Deaths from coronavirus in Spain surged to 510 on Tuesday from 309 the day before, health officials have said.
The number of confirmed cases also soared 11,312 as Spain closed its borders and maintained a partial lockdown on 47 million people.
Spanish Prime Minister Pedro Sanchez has announced a package of measures worth €200bn euros (£182bn), made up of loans, credit guarantees, benefits and direct aid, to mitigate the impact on the economy.
The package represents about 20% of the country’s gross domestic product, Mr Sanchez said, adding that the government would mobilise €117bn euros for the package, with the rest to come from private companies.
The measures include €100bn in state-backed credit guarantees and unlimited liquidity lines for companies.
At midnight Spain began stopping cars crossing its borders from France and Portugal. Only Spanish nationals, residents and cross-border workers were being allowed in.

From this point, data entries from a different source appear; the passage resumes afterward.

use unitgen_codegen::GeneratorCapability;
use unitgen_core::to_screaming_snake_case;
use unitgen_ir::{TypeDescriptor, TypeKind};

use crate::unit;

/// Renders enumerations backed by an `int` value.
#[derive(Debug, Clone, Copy, Default)]
pub struct EnumGenerator;

impl GeneratorCapability for EnumGenerator {
    fn name(&self) -> &'static str {
        "enumeration"
    }

    fn is_acceptable(&self, ty: &TypeDescriptor) -> bool {
        ty.kind == TypeKind::Enumeration
    }

    fn generate(&self, ty: &TypeDescriptor) -> String {
        let name = &ty.name;
        let last = ty.values.len().saturating_sub(1);

        unit(&ty.package_name, true)
            .javadoc(ty.description.as_deref().unwrap_or_default())
            .block_with_close(&format!("public enum {name} {{"), "}", |b| {
                b.each(ty.values.iter().enumerate(), |b, (i, v)| {
                    let end = if i == last { ";" } else { "," };
                    b.line(&format!(
                        "{}({}){end}",
                        to_screaming_snake_case(&v.name),
                        v.value
                    ))
                })
                .when(ty.values.is_empty(), |b| b.line(";"))
                .blank()
                .line("private final int value;")
                .blank()
                .block_with_close(&format!("{name}(final int value) {{"), "}", |b| {
                    b.line("this.value = value;")
                })
                .blank()
                .block_with_close("public int getIntValue() {", "}", |b| {
                    b.line("return value;")
                })
                .blank()
                .block_with_close(
                    &format!("public static {name} forValue(final int value) {{"),
                    "}",
                    |b| {
                        b.block_with_close(&format!("for ({name} item : values()) {{"), "}", |b| {
                            b.block_with_close("if (item.value == value) {", "}", |b| {
                                b.line("return item;")
                            })
                        })
                        .line("return null;")
                    },
                )
            })
            .build()
    }

    fn unit_name(&self, ty: &TypeDescriptor) -> String {
        ty.name.clone()
    }
}
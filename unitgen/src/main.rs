mod commands;
mod language;
mod ops;
mod reports;

use clap::Parser;
use eyre::Result;
use tracing_subscriber::{EnvFilter, layer::SubscriberExt, util::SubscriberInitExt};

use crate::commands::Cli;

/// Log to stderr so reports on stdout stay clean. `RUST_LOG` wins over `-v`.
fn init_tracing(verbose: u8) {
    let default = match verbose {
        0 => "unitgen=info",
        1 => "unitgen=debug",
        _ => "unitgen=trace",
    };
    let env_filter = EnvFilter::try_from_default_env().unwrap_or_else(|_| default.into());

    tracing_subscriber::registry()
        .with(env_filter)
        .with(
            tracing_subscriber::fmt::layer()
                .with_writer(std::io::stderr)
                .with_target(false),
        )
        .init();
}

fn main() -> Result<()> {
    color_eyre::install()?;

    let cli = Cli::parse();
    init_tracing(cli.verbose);
    cli.run()
}
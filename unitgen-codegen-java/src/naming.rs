//! Java naming conventions.

use unitgen_core::capitalize;

const RESERVED_WORDS: &[&str] = &[
    "abstract", "assert", "boolean", "break", "byte", "case", "catch", "char", "class", "const",
    "continue", "default", "do", "double", "else", "enum", "extends", "false", "final", "finally",
    "float", "for", "goto", "if", "implements", "import", "instanceof", "int", "interface", "long",
    "native", "new", "null", "package", "private", "protected", "public", "return", "short",
    "static", "strictfp", "super", "switch", "synchronized", "this", "throw", "throws",
    "transient", "true", "try", "void", "volatile", "while", "_",
];

/// Field or parameter name for a property, prefixed with `_` when it would
/// collide with a Java keyword.
pub fn escape_identifier(name: &str) -> String {
    if RESERVED_WORDS.contains(&name) {
        format!("_{name}")
    } else {
        name.to_string()
    }
}

/// `getFoo` for property `foo`; `isFoo` for primitive booleans.
pub fn getter_name(property: &str, type_name: &str) -> String {
    let prefix = if type_name == "boolean" { "is" } else { "get" };
    format!("{prefix}{}", capitalize(property))
}

pub(crate) fn setter_name(property: &str) -> String {
    format!("set{}", capitalize(property))
}

/// A Java string literal, quotes included.
pub fn string_literal(value: &str) -> String {
    let mut out = String::with_capacity(value.len() + 2);
    out.push('"');
    for c in value.chars() {
        match c {
            '"' => out.push_str("\\\""),
            '\\' => out.push_str("\\\\"),
            '\n' => out.push_str("\\n"),
            '\r' => out.push_str("\\r"),
            '\t' => out.push_str("\\t"),
            c => out.push(c),
        }
    }
    out.push('"');
    out
}

/// The type a builder named `FooBuilder` produces.
pub(crate) fn built_type_name(builder: &str) -> &str {
    builder.strip_suffix("Builder").unwrap_or(builder)
}
use std::path::PathBuf;

use clap::Args;
use eyre::Result;
use unitgen_manifest::{UnitgenToml, load_model};

use super::UnwrapOrExit;
use crate::{
    ops,
    reports::{Report, TerminalOutput},
};

#[derive(Args)]
pub struct CheckCommand {
    /// Path to unitgen.toml (defaults to ./unitgen.toml)
    #[arg(short, long, default_value = "unitgen.toml")]
    pub config: PathBuf,

    /// Path to the binding model JSON (defaults to ./model.json)
    #[arg(short, long, default_value = "model.json")]
    pub model: PathBuf,
}

impl CheckCommand {
    /// Run the check command
    pub fn run(&self) -> Result<()> {
        let toml = UnitgenToml::open(&self.config).unwrap_or_exit();
        let model = load_model(&self.model).unwrap_or_exit();

        let report = ops::check(&toml, &model, &self.model);
        report.render(&mut TerminalOutput::new());

        if !report.is_valid() {
            std::process::exit(1);
        }
        Ok(())
    }
}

Train services are also affected and the interior ministry has not ruled out closing airspace and sea traffic.
Madrid remains the area with the highest number of cases – 4,871 – with Catalonia next on 1,394.
Some 1,028 people are listed as having recovered from the Covid-19 disease.
El Pais reports that the the government of the Balearic Islands has asked the 25,000 tourists who are still on the islands to leave and return home.
Spanish media are also reporting that 19 people have died at a care home for the elderly in Madrid where dozens of cases have been recorded.